Ironically, such thoughts are as difficult to easily communicate and discuss as they are profound to our existence. Military superiority, commercial advantage, even scientific accomplishment are far more tangible and amenable to measurement and assessment. So, we Americans took justified satisfaction in beating the Soviet Union in the “race” to get to the Moon, which was the primary motive, all along, of the Apollo program which got us from the ground of Earth to the lunar surface. And for those Americans and people around the world who did not care all that much about American military advantage, NASA touted all the scientific dividends that our sojourns off this planet would and could bring back to us.
But science, for most people, is not as sexy or adrenaline evoking as military competition or any kind of big, international rivalry. And when our very success in getting to the Moon removed the military motive in getting there, because our competitor, the Soviet Union, had been so decisively defeated, the scientific motive was unable to sustain an increase or even a steady level in our progress in space, in the face of the opposing sentiment here in the United States that taxpayer money would be better and more wisely spent addressing problems here on Planet Earth.
As the decades since the 300th anniversary of Pascal’s book ensued, commercial development of space exploration took hold in the United States.
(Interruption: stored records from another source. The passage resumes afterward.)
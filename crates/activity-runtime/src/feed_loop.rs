//! Single-writer feed loop.
//!
//! The model and its sorted view are owned here and mutated only from this
//! task. Fetches run concurrently through [`SpawningGateway`]; their results
//! come back over a channel and are merged one at a time.

use std::collections::BTreeSet;
use std::time::Duration;

use activity_core::types::{ActivityRecord, FetchCompletion, ModelEvent};
use activity_gateway::{ActivityModel, ModelConfig, SortView, StaticDirectory};
use activity_source_ocs::ActivitySource;
use tokio::sync::mpsc;

use crate::dispatch::SpawningGateway;

pub type FeedModel<S> = ActivityModel<StaticDirectory, SpawningGateway<S>>;

pub struct ActivityFeed<S: ActivitySource> {
    model: FeedModel<S>,
    view: SortView,
    completions: mpsc::UnboundedReceiver<FetchCompletion>,
    /// Accounts whose server reported the activity feature as disabled.
    unavailable: BTreeSet<String>,
}

impl<S: ActivitySource> ActivityFeed<S> {
    pub fn new(
        directory: StaticDirectory,
        source: S,
        config: ModelConfig,
        fetch_timeout: Duration,
    ) -> Self {
        let (tx, rx) = mpsc::unbounded_channel();
        let gateway = SpawningGateway::new(source, tx, fetch_timeout);
        Self {
            model: ActivityModel::with_config(directory, gateway, config),
            view: SortView::new(),
            completions: rx,
            unavailable: BTreeSet::new(),
        }
    }

    // ── Driving ──────────────────────────────────────────────────────

    /// Fetch every eligible account and wait for all of them to settle.
    pub async fn load(&mut self) -> usize {
        let issued = self.model.fetch_more();
        tracing::debug!(issued, "initial fetch round");
        self.process_events();
        self.settle().await;
        issued
    }

    /// Re-fetch every registered account, then fetch any newly configured
    /// ones, and wait for the round to settle.
    pub async fn refresh_all(&mut self) -> usize {
        let accounts: Vec<String> = self
            .model
            .account_names()
            .into_iter()
            .map(str::to_owned)
            .collect();
        let mut issued = accounts
            .iter()
            .filter_map(|account| self.model.refresh_account(account))
            .count();
        issued += self.model.fetch_more();
        tracing::debug!(issued, "refresh round");
        self.process_events();
        self.settle().await;
        issued
    }

    /// Merge completions until no fetch is in flight.
    ///
    /// Completions for deregistered accounts that were already queued are
    /// merged too, so the late-completion policy sees them.
    pub async fn settle(&mut self) {
        while self.model.in_flight_count() > 0 {
            let Some(completion) = self.completions.recv().await else {
                tracing::error!("completion channel closed with fetches in flight");
                return;
            };
            self.merge(completion);
        }
        while let Ok(completion) = self.completions.try_recv() {
            self.merge(completion);
        }
    }

    fn merge(&mut self, completion: FetchCompletion) {
        self.model.on_fetch_completed(completion);
        self.process_events();
    }

    /// Hand queued model notifications to the sorted view and record
    /// feature-unavailable accounts. Returns the events handled.
    pub fn process_events(&mut self) -> Vec<ModelEvent> {
        let events = self.model.drain_events();
        self.view.apply_all(&self.model, &events);
        for event in &events {
            if let ModelEvent::FeatureUnavailable { account } = event {
                if self.unavailable.insert(account.clone()) {
                    tracing::info!(account = %account, "activities not enabled for account");
                }
            }
        }
        events
    }

    // ── Account Changes ──────────────────────────────────────────────

    pub fn deregister(&mut self, account: &str) -> bool {
        let removed = self.model.deregister_account(account);
        if removed {
            self.unavailable.remove(account);
            self.process_events();
        }
        removed
    }

    pub fn directory_mut(&mut self) -> &mut StaticDirectory {
        self.model.directory_mut()
    }

    pub fn set_source(&self, source: S) {
        self.model.gateway().set_source(source);
    }

    // ── Reads ────────────────────────────────────────────────────────

    /// Newest first, across all accounts.
    pub fn sorted_rows(&self) -> Vec<&ActivityRecord> {
        self.view.rows(&self.model)
    }

    /// Per-account order, accounts in registration order.
    pub fn unsorted_rows(&self) -> Vec<&ActivityRecord> {
        self.model.records().collect()
    }

    pub fn unavailable_accounts(&self) -> impl Iterator<Item = &str> + '_ {
        self.unavailable.iter().map(String::as_str)
    }

    pub fn model(&self) -> &FeedModel<S> {
        &self.model
    }
}

#[cfg(test)]
mod tests {
    use super::*;
    use activity_core::types::{FetchOutcome, FetchRequest, RawActivity};
    use activity_gateway::{LateCompletionPolicy, SublistStatus};
    use activity_source_ocs::SourceError;
    use std::collections::{HashMap, HashSet};
    use std::sync::Mutex;

    #[derive(Default)]
    struct FakeSource {
        outcomes: HashMap<String, FetchOutcome>,
        slow: HashSet<String>,
        panics: HashSet<String>,
        calls: Mutex<Vec<String>>,
    }

    impl FakeSource {
        fn with(mut self, account: &str, outcome: FetchOutcome) -> Self {
            self.outcomes.insert(account.to_owned(), outcome);
            self
        }

        fn slow(mut self, account: &str) -> Self {
            self.slow.insert(account.to_owned());
            self
        }

        fn panicking(mut self, account: &str) -> Self {
            self.panics.insert(account.to_owned());
            self
        }

        fn calls(&self) -> Vec<String> {
            self.calls.lock().expect("lock").clone()
        }
    }

    impl ActivitySource for FakeSource {
        async fn fetch(&self, request: FetchRequest) -> Result<FetchOutcome, SourceError> {
            self.calls
                .lock()
                .expect("lock")
                .push(request.account_name.clone());
            if self.panics.contains(&request.account_name) {
                panic!("fetch for {} blew up", request.account_name);
            }
            if self.slow.contains(&request.account_name) {
                tokio::time::sleep(Duration::from_secs(30)).await;
            }
            self.outcomes
                .get(&request.account_name)
                .cloned()
                .ok_or(SourceError::UnknownAccount(request.account_name))
        }
    }

    fn raw(id: i64, date: &str) -> RawActivity {
        RawActivity {
            id,
            subject: format!("activity {id}"),
            date: Some(date.to_owned()),
            ..RawActivity::default()
        }
    }

    fn directory(accounts: &[(&str, bool)]) -> StaticDirectory {
        accounts
            .iter()
            .fold(StaticDirectory::new(), |dir, (name, connected)| {
                dir.with_account(*name, *connected)
            })
    }

    fn feed(dir: StaticDirectory, source: FakeSource) -> ActivityFeed<FakeSource> {
        ActivityFeed::new(dir, source, ModelConfig::default(), Duration::from_secs(5))
    }

    fn ids(rows: &[&ActivityRecord]) -> Vec<i64> {
        rows.iter().map(|r| r.id()).collect()
    }

    // ── 1. Aggregation ──

    #[tokio::test]
    async fn load_merges_accounts_newest_first() {
        let source = FakeSource::default()
            .with(
                "alice",
                FetchOutcome::Records(vec![
                    raw(1, "2016-01-05T00:00:00Z"),
                    raw(2, "2016-01-01T00:00:00Z"),
                ]),
            )
            .with(
                "bob",
                FetchOutcome::Records(vec![raw(3, "2016-01-03T00:00:00Z")]),
            );
        let mut feed = feed(directory(&[("alice", true), ("bob", true)]), source);

        assert_eq!(feed.load().await, 2);
        assert_eq!(ids(&feed.sorted_rows()), vec![1, 3, 2]);
        assert_eq!(ids(&feed.unsorted_rows()), vec![1, 2, 3]);
        assert_eq!(feed.model().in_flight_count(), 0);
        assert_eq!(feed.view.total_row_count(), 3);
    }

    #[tokio::test]
    async fn disconnected_account_is_not_fetched() {
        let source = FakeSource::default()
            .with("alice", FetchOutcome::Records(vec![raw(1, "2016-01-01T00:00:00Z")]))
            .with("bob", FetchOutcome::Records(vec![raw(2, "2016-01-02T00:00:00Z")]));
        let mut feed = feed(directory(&[("alice", true), ("bob", false)]), source);

        assert_eq!(feed.load().await, 1);
        assert_eq!(feed.model.gateway().current_source().calls(), vec!["alice".to_string()]);
        assert_eq!(ids(&feed.sorted_rows()), vec![1]);
    }

    // ── 2. Feature unavailable ──

    #[tokio::test]
    async fn feature_unavailable_is_reported_once() {
        let source = FakeSource::default()
            .with("alice", FetchOutcome::FeatureUnavailable(Vec::new()))
            .with("bob", FetchOutcome::Records(vec![raw(1, "2016-01-01T00:00:00Z")]));
        let mut feed = feed(directory(&[("alice", true), ("bob", true)]), source);

        feed.load().await;
        feed.refresh_all().await;
        assert_eq!(feed.unavailable_accounts().collect::<Vec<_>>(), vec!["alice"]);
        assert_eq!(
            feed.model().sublist("alice").map(|s| s.status()),
            Some(SublistStatus::FeatureUnavailable)
        );
        assert_eq!(ids(&feed.sorted_rows()), vec![1]);
    }

    // ── 3. Failures ──

    #[tokio::test]
    async fn failed_fetch_is_not_retried() {
        // No outcome configured for bob: the source errors.
        let source = FakeSource::default()
            .with("alice", FetchOutcome::Records(vec![raw(1, "2016-01-01T00:00:00Z")]));
        let mut feed = feed(directory(&[("alice", true), ("bob", true)]), source);

        feed.load().await;
        assert_eq!(
            feed.model().sublist("bob").map(|s| s.status()),
            Some(SublistStatus::Failed)
        );
        assert!(!feed.model().has_more_to_fetch());
        assert_eq!(feed.load().await, 0);
        assert_eq!(feed.model.gateway().current_source().calls().len(), 2);
    }

    #[tokio::test]
    async fn timed_out_fetch_settles_as_failure() {
        let source = FakeSource::default()
            .with("alice", FetchOutcome::Records(vec![raw(1, "2016-01-01T00:00:00Z")]))
            .with("bob", FetchOutcome::Records(vec![raw(2, "2016-01-02T00:00:00Z")]))
            .slow("bob");
        let mut feed = ActivityFeed::new(
            directory(&[("alice", true), ("bob", true)]),
            source,
            ModelConfig::default(),
            Duration::from_millis(50),
        );

        feed.load().await;
        assert_eq!(ids(&feed.sorted_rows()), vec![1]);
        assert_eq!(
            feed.model().sublist("bob").map(|s| s.status()),
            Some(SublistStatus::Failed)
        );
    }

    #[tokio::test]
    async fn panicking_fetch_settles_as_failure() {
        let source = FakeSource::default()
            .with("alice", FetchOutcome::Records(vec![raw(1, "2016-01-01T00:00:00Z")]))
            .panicking("bob");
        let mut feed = feed(directory(&[("alice", true), ("bob", true)]), source);

        let issued = tokio::time::timeout(Duration::from_secs(3), feed.load())
            .await
            .expect("load settles");
        assert_eq!(issued, 2);
        assert_eq!(feed.model().in_flight_count(), 0);
        assert_eq!(ids(&feed.sorted_rows()), vec![1]);
        assert_eq!(
            feed.model().sublist("bob").map(|s| s.status()),
            Some(SublistStatus::Failed)
        );
    }

    // ── 4. Account changes ──

    #[tokio::test]
    async fn deregister_drops_rows_and_notice() {
        let source = FakeSource::default()
            .with("alice", FetchOutcome::FeatureUnavailable(vec![raw(1, "2016-01-01T00:00:00Z")]))
            .with("bob", FetchOutcome::Records(vec![raw(2, "2016-01-02T00:00:00Z")]));
        let mut feed = feed(directory(&[("alice", true), ("bob", true)]), source);
        feed.load().await;
        assert_eq!(feed.sorted_rows().len(), 2);

        assert!(feed.deregister("alice"));
        assert!(!feed.deregister("alice"));
        assert_eq!(ids(&feed.sorted_rows()), vec![2]);
        assert_eq!(feed.unavailable_accounts().count(), 0);
    }

    #[tokio::test]
    async fn refresh_picks_up_new_accounts() {
        let source = FakeSource::default()
            .with("alice", FetchOutcome::Records(vec![raw(1, "2016-01-01T00:00:00Z")]))
            .with("carol", FetchOutcome::Records(vec![raw(9, "2016-02-01T00:00:00Z")]));
        let mut feed = feed(directory(&[("alice", true)]), source);
        feed.load().await;

        feed.directory_mut().upsert("carol", true);
        feed.refresh_all().await;
        assert_eq!(ids(&feed.sorted_rows()), vec![9, 1]);
        assert_eq!(feed.model().account_names(), vec!["alice", "carol"]);
    }

    #[tokio::test]
    async fn late_completion_dropped_by_default() {
        let source = FakeSource::default()
            .with("alice", FetchOutcome::Records(vec![raw(1, "2016-01-01T00:00:00Z")]));
        let mut feed = feed(directory(&[("alice", true)]), source);

        feed.model.fetch_more();
        feed.deregister("alice");
        // The spawned fetch still completes; give it a chance to arrive.
        tokio::time::sleep(Duration::from_millis(50)).await;
        feed.settle().await;
        assert!(feed.sorted_rows().is_empty());
        assert!(feed.model().account_names().is_empty());
    }

    #[tokio::test]
    async fn late_completion_recreates_when_configured() {
        let source = FakeSource::default()
            .with("alice", FetchOutcome::Records(vec![raw(1, "2016-01-01T00:00:00Z")]));
        let config = ModelConfig {
            late_completion: LateCompletionPolicy::Recreate,
            ..ModelConfig::default()
        };
        let mut feed = ActivityFeed::new(
            directory(&[("alice", true)]),
            source,
            config,
            Duration::from_secs(5),
        );

        feed.model.fetch_more();
        feed.deregister("alice");
        tokio::time::sleep(Duration::from_millis(50)).await;
        feed.settle().await;
        assert_eq!(ids(&feed.sorted_rows()), vec![1]);
        assert_eq!(feed.view.total_row_count(), 1);
    }
}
SpaceX (more properly Space Exploration Technologies Corporation), commenced by Elon Musk in 2002, carried astronauts to the International Space Station in 2020, signaling not only a partnership with NASA but an intended gradual supplantation in the United States of government-funded space exploration by private industry. The People’s Republic of China has continued to rely on government funding, and it plans to put up a Chinese space station in 2022, and subsequently missions to the Moon with astronauts. A variety of nations have sent probes to Venus, Mars, and beyond with no people aboard.
But since people last walked on the Moon in 1972, that natural satellite has seen no visits from human beings. Neither science, nor commercial daring, nor global rivalry among the United States and its competitors has brought people back to the Moon, or to any planet or heavenly body further out in space.
This essay looks into whether that failure may be due, at least in part, to a lack of focus on, and articulation of, a motive for space exploration consistent with Pascal’s vision about our place in the universe, how we humans fit in this immensely greater and largely still unknown expanse. This vision has little to do with international rivalry and commercial interests, and is not adequately addressed by science. But it is the driving force of just about every religion (see Levinson 2003, pp. 99–110, and Levinson 2015, pp. 1–3 for more on a religious motive for space exploration).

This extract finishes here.